Collecting U.S. Navy Uniform Ship Identifiers


To suggest that veterans and sailors of the U.S. Navy have an affinity for their ships would be a gross understatement. It would be difficult to stroll through any public area without seeing a former navy man sporting a ball cap with a USS ___ (fill in the blank). I have seen men well into their late 80s proudly carrying the name of the ship they served aboard, emblazoned across their foreheads, and as I write this, I am proudly wearing one of my own ship’s ball caps.

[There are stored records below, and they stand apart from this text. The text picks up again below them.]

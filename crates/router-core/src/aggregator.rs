//! Batched quoting: many amounts, multi-hop paths, and several paths at once.
//!
//! Every cell of a batch is independent. Amounts, paths and the sources
//! inside one optimizer pass are all quoted concurrently; only the hops of a
//! single path run in sequence because each consumes the previous output.

use futures::future::{join_all, try_join_all};
use router_optimizer::{check_parts, DistributionOptimizer};
use router_types::{
	Asset, EventBus, PathReturn, QuoteEvent, QuoteResult, RouterEvent, SourceId, SwapPath,
	SwapQuery, SwapReturn, U256,
};
use std::sync::Arc;
use tracing::{debug, info};

use crate::RouterError;

pub struct QuoteAggregator {
	optimizer: Arc<DistributionOptimizer>,
	events: EventBus,
}

/// Sources resolved once per hop and shared by every amount.
struct ResolvedHop<'a> {
	from: Asset,
	query: &'a SwapQuery,
	active: Vec<SourceId>,
}

impl QuoteAggregator {
	pub fn new(optimizer: Arc<DistributionOptimizer>, events: EventBus) -> Self {
		Self { optimizer, events }
	}

	pub fn optimizer(&self) -> &Arc<DistributionOptimizer> {
		&self.optimizer
	}

	fn check_request(amounts: &[U256], parts: u64) -> Result<(), RouterError> {
		check_parts(parts)?;
		if amounts.is_empty() {
			return Err(RouterError::InvalidRequest("no amounts to quote".into()));
		}
		Ok(())
	}

	fn resolve<'a>(
		&self,
		from: Asset,
		path: &'a SwapPath,
	) -> Result<Vec<ResolvedHop<'a>>, RouterError> {
		if path.hops.is_empty() {
			return Err(RouterError::InvalidRequest("path has no hops".into()));
		}
		let registry = self.optimizer.registry();
		path.legs(from)
			.into_iter()
			.zip(&path.hops)
			.map(|((from, _), query)| -> Result<ResolvedHop<'a>, RouterError> {
				Ok(ResolvedHop {
					from,
					query,
					active: registry.active_for(from, query)?,
				})
			})
			.collect()
	}

	fn publish(&self, from: Asset, dest: Asset, amount: U256, result: &QuoteResult) {
		self.events.publish(RouterEvent::Quote(QuoteEvent::QuoteComputed {
			from,
			dest,
			amount,
			return_amount: result.return_amount,
		}));
	}

	async fn quote_hop(
		&self,
		hop: &ResolvedHop<'_>,
		amount: U256,
		parts: u64,
	) -> Result<QuoteResult, RouterError> {
		Ok(self
			.optimizer
			.optimize(
				hop.from,
				hop.query.dest,
				amount,
				parts,
				&hop.active,
				hop.query.gas_price_in_dest,
			)
			.await?)
	}

	/// Quotes each amount for one hop. Active sources are resolved once;
	/// each amount is optimized on its own.
	pub async fn get_swap_return(
		&self,
		from: Asset,
		amounts: &[U256],
		query: &SwapQuery,
		parts: u64,
	) -> Result<SwapReturn, RouterError> {
		Self::check_request(amounts, parts)?;
		let path = SwapPath::single(query.clone());
		let hops = self.resolve(from, &path)?;
		let hop = &hops[0];

		let results =
			try_join_all(amounts.iter().map(|amount| self.quote_hop(hop, *amount, parts))).await?;
		for (amount, result) in amounts.iter().zip(&results) {
			self.publish(from, query.dest, *amount, result);
		}

		info!(
			"Quoted {} amount(s) {} -> {} over {} active source(s)",
			amounts.len(),
			from,
			query.dest,
			hop.active.len()
		);
		Ok(SwapReturn::from_results(results))
	}

	/// Feeds each hop's return into the next hop for every amount. The
	/// reported distribution is the final hop's; `hops` keeps them all.
	///
	/// A hop whose pair no source supports fails the whole call. A hop
	/// whose sources are all masked returns zero for that amount, and the
	/// remaining hops then quote zero without contacting any source.
	pub async fn get_path_return(
		&self,
		from: Asset,
		amounts: &[U256],
		path: &SwapPath,
		parts: u64,
	) -> Result<PathReturn, RouterError> {
		Self::check_request(amounts, parts)?;
		let hops = self.resolve(from, path)?;

		let chains = try_join_all(
			amounts
				.iter()
				.map(|amount| self.quote_chain(&hops, *amount, parts)),
		)
		.await?;

		if let Some(dest) = path.dest() {
			for (amount, chain) in amounts.iter().zip(&chains) {
				if let Some(result) = chain.last() {
					self.publish(from, dest, *amount, result);
				}
			}
		}

		Ok(PathReturn::from_hop_chains(
			chains,
			self.optimizer.registry().len(),
		))
	}

	async fn quote_chain(
		&self,
		hops: &[ResolvedHop<'_>],
		amount: U256,
		parts: u64,
	) -> Result<Vec<QuoteResult>, RouterError> {
		let mut chain = Vec::with_capacity(hops.len());
		let mut carried = amount;
		for (i, hop) in hops.iter().enumerate() {
			let result = self.quote_hop(hop, carried, parts).await?;
			debug!(
				"Hop {} {} -> {}: {} in, {} out",
				i, hop.from, hop.query.dest, carried, result.return_amount
			);
			carried = result.return_amount;
			chain.push(result);
		}
		Ok(chain)
	}

	/// Evaluates every path against every amount.
	pub async fn get_multi_path_return(
		&self,
		from: Asset,
		amounts: &[U256],
		paths: &[SwapPath],
		parts: u64,
	) -> Result<Vec<PathReturn>, RouterError> {
		Self::check_request(amounts, parts)?;
		if paths.is_empty() {
			return Err(RouterError::InvalidRequest("no paths to quote".into()));
		}

		join_all(
			paths
				.iter()
				.map(|path| self.get_path_return(from, amounts, path, parts)),
		)
		.await
		.into_iter()
		.collect()
	}
}

#[cfg(test)]
mod tests {
	use super::*;
	use router_sources::mock::{asset, MockSource};
	use router_sources::SourceRegistry;
	use router_types::{Distribution, SourceMask};
	use std::time::Duration;

	const ETH: u8 = 0xee;
	const DAI: u8 = 0xda;
	const USDC: u8 = 0xcc;

	struct Fixture {
		aggregator: QuoteAggregator,
		sources: Vec<Arc<MockSource>>,
	}

	fn fixture() -> Fixture {
		let eth = asset(ETH);
		let dai = asset(DAI);
		let usdc = asset(USDC);
		let sources = vec![
			Arc::new(MockSource::product("v1", eth, dai, 1_000, 2_000_000, 60_000)),
			Arc::new(MockSource::product("v2", eth, dai, 2_000, 4_000_000, 50_000)),
			Arc::new(MockSource::linear("curve", dai, usdc, 1, 720_000)),
			Arc::new(MockSource::linear("kyber", eth, usdc, 1_900, 100_000)),
		];
		let mut registry = SourceRegistry::new();
		for (i, source) in sources.iter().enumerate() {
			registry.register(SourceId(i as u32), source.clone()).unwrap();
		}
		let optimizer = DistributionOptimizer::new(Arc::new(registry), Duration::from_secs(1));
		Fixture {
			aggregator: QuoteAggregator::new(Arc::new(optimizer), EventBus::new(64)),
			sources,
		}
	}

	fn calls(f: &Fixture) -> usize {
		f.sources.iter().map(|s| s.quote_calls()).sum()
	}

	fn amounts(values: &[u64]) -> Vec<U256> {
		values.iter().map(|v| U256::from(*v)).collect()
	}

	#[tokio::test]
	async fn test_swap_return_per_amount() {
		let f = fixture();
		let out = f
			.aggregator
			.get_swap_return(asset(ETH), &amounts(&[0, 10, 100]), &SwapQuery::new(asset(DAI)), 4)
			.await
			.unwrap();

		assert_eq!(out.return_amounts.len(), 3);
		assert_eq!(out.return_amounts[0], U256::ZERO);
		assert!(out.distributions[0].is_zero());
		assert_eq!(out.estimate_gas_amounts[0], U256::ZERO);
		assert!(out.return_amounts[2] > out.return_amounts[1]);
		for dist in &out.distributions[1..] {
			assert_eq!(dist.parts(), 4);
			assert_eq!(dist.len(), 4);
			assert_eq!(dist.weight(SourceId(2)) + dist.weight(SourceId(3)), 0);
		}
	}

	#[tokio::test]
	async fn test_swap_return_is_deterministic() {
		let f = fixture();
		let query = SwapQuery::new(asset(DAI)).with_gas_price(U256::from(1));
		let a = f
			.aggregator
			.get_swap_return(asset(ETH), &amounts(&[500, 5_000]), &query, 10)
			.await
			.unwrap();
		let b = f
			.aggregator
			.get_swap_return(asset(ETH), &amounts(&[500, 5_000]), &query, 10)
			.await
			.unwrap();
		assert_eq!(a, b);
	}

	#[tokio::test]
	async fn test_request_errors() {
		let f = fixture();
		let query = SwapQuery::new(asset(DAI));
		assert!(matches!(
			f.aggregator.get_swap_return(asset(ETH), &[], &query, 4).await,
			Err(RouterError::InvalidRequest(_))
		));
		assert!(matches!(
			f.aggregator
				.get_swap_return(asset(ETH), &amounts(&[1]), &query, 0)
				.await,
			Err(RouterError::InvalidParts(0))
		));
		assert!(matches!(
			f.aggregator
				.get_path_return(asset(ETH), &amounts(&[1]), &SwapPath::new(vec![]), 4)
				.await,
			Err(RouterError::InvalidRequest(_))
		));
		assert!(matches!(
			f.aggregator
				.get_multi_path_return(asset(ETH), &amounts(&[1]), &[], 4)
				.await,
			Err(RouterError::InvalidRequest(_))
		));
		assert_eq!(calls(&f), 0);
	}

	#[tokio::test]
	async fn test_path_chains_hops() {
		let f = fixture();
		let path = SwapPath::new(vec![SwapQuery::new(asset(DAI)), SwapQuery::new(asset(USDC))]);
		let out = f
			.aggregator
			.get_path_return(asset(ETH), &amounts(&[100]), &path, 2)
			.await
			.unwrap();

		let hops = &out.hops[0];
		assert_eq!(hops.len(), 2);
		// The curve hop is linear at rate 1.
		assert_eq!(hops[1].return_amount, hops[0].return_amount);
		assert_eq!(out.return_amounts[0], hops[1].return_amount);
		assert_eq!(out.distributions[0], Distribution(vec![0, 0, 2, 0]));
		assert_eq!(
			out.estimate_gas_amounts[0],
			hops[0].estimate_gas() + U256::from(720_000)
		);
	}

	#[tokio::test]
	async fn test_masked_hop_zeroes_amount_without_later_calls() {
		let f = fixture();
		let path = SwapPath::new(vec![
			SwapQuery::new(asset(DAI)).with_flags(SourceMask::all()),
			SwapQuery::new(asset(USDC)),
		]);
		let out = f
			.aggregator
			.get_path_return(asset(ETH), &amounts(&[100, 200]), &path, 4)
			.await
			.unwrap();
		assert_eq!(out.return_amounts, vec![U256::ZERO, U256::ZERO]);
		assert_eq!(calls(&f), 0);
	}

	#[tokio::test]
	async fn test_unsupported_hop_is_caller_error() {
		let f = fixture();
		let path = SwapPath::new(vec![SwapQuery::new(asset(USDC)), SwapQuery::new(asset(DAI))]);
		let err = f
			.aggregator
			.get_path_return(asset(ETH), &amounts(&[100]), &path, 4)
			.await
			.unwrap_err();
		assert!(matches!(
			err,
			RouterError::UnsupportedAsset { from, dest }
				if from == asset(USDC) && dest == asset(DAI)
		));
		assert!(err.is_caller_error());
		assert_eq!(calls(&f), 0);
	}

	#[tokio::test]
	async fn test_multi_path_compares_routes() {
		let f = fixture();
		let direct = SwapPath::single(SwapQuery::new(asset(USDC)));
		let via_dai = SwapPath::new(vec![SwapQuery::new(asset(DAI)), SwapQuery::new(asset(USDC))]);
		let batch = amounts(&[10, 100, 1_000]);

		let out = f
			.aggregator
			.get_multi_path_return(asset(ETH), &batch, &[direct.clone(), via_dai.clone()], 4)
			.await
			.unwrap();
		assert_eq!(out.len(), 2);
		assert_eq!(out[0].return_amounts.len(), 3);

		// Each cell matches the same path quoted on its own.
		let alone = f
			.aggregator
			.get_path_return(asset(ETH), &batch, &via_dai, 4)
			.await
			.unwrap();
		assert_eq!(out[1], alone);
		assert_eq!(out[0].return_amounts[1], U256::from(190_000));
	}

	#[tokio::test]
	async fn test_quote_events_published() {
		let f = fixture();
		let mut rx = f.aggregator.events.subscribe();
		f.aggregator
			.get_swap_return(asset(ETH), &amounts(&[7]), &SwapQuery::new(asset(DAI)), 1)
			.await
			.unwrap();
		match rx.recv().await.unwrap() {
			RouterEvent::Quote(QuoteEvent::QuoteComputed { amount, .. }) => {
				assert_eq!(amount, U256::from(7))
			}
			other => panic!("unexpected event {:?}", other),
		}
	}
}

This collection of uniforms shows four official shipboard navy ball caps, authorized for wear with utility uniforms (such as the now-defunct dungaree set on the right). Note the UIM patch on the right sleeve of the dress blue uniform jumper.

This collection of uniforms shows four official shipboard navy ball caps, authorized for wear with utility uniforms (such as the now-defunct dungaree set on the right). Note the UIM patch on the right sleeve of the dress blue uniform jumper.

Navy ship ball caps are quite commonplace. Many of them have icons or symbols between the name and the hull number designator that make them unique to each specific ship. Some of the symbology might have nothing to do with the ship, instead being representative of the commanding officer or the crew. As far as I’ve determined, ships’ crews have been wearing the named caps aboard ship with utility (dungarees) since the 1960s.

The two blue UIM patches shown are authorized by Navy uniform regulations. The white patch on top is a manufacturing mistake and unauthorized for wear on a Navy uniform. The USS Camden was decommissioned in 2005.

The two blue UIM patches shown are authorized by Navy uniform regulations. The white patch on top is a manufacturing mistake and unauthorized for wear on a Navy uniform. The USS Camden was decommissioned in 2005.

When sailors are required to be in their dress uniforms, identifying them with their associated commands is a requirement… especially when sailors behave like, well… sailors in foreign ports. Present-day enlisted dress uniforms must be adorned with a unit identification mark (UIM) patch on the top of the shoulder of the right sleeve. This regulation has been in place since the late 1950s to early 1960s.

Prior to World War II, the navy employed a much more stylish format of placing the command names on their enlisted sailors. From the 1830s to 1960, sailors wore with their dress blue uniforms a flat hat, affectionately known as the “Donald Duck” hat. Though it wasn’t authorized, in the latter half of the nineteenth century, sailors began to adorn their flat hats with a ribbon (known as a tally) that displayed the name of the ship and was worn only when on liberty (“shore leave” to you landlubbers). Eventually, the tallies were acknowledged within the naval uniform regulations, standardizing their appearance and wear.

This post-1941 Navy flat hat shows the generic “U.S. Navy” tally. By 1960, these hats were retired from use.

This post-1941 Navy flat hat shows the generic “U.S. Navy” tally. By 1960, these hats were retired from use.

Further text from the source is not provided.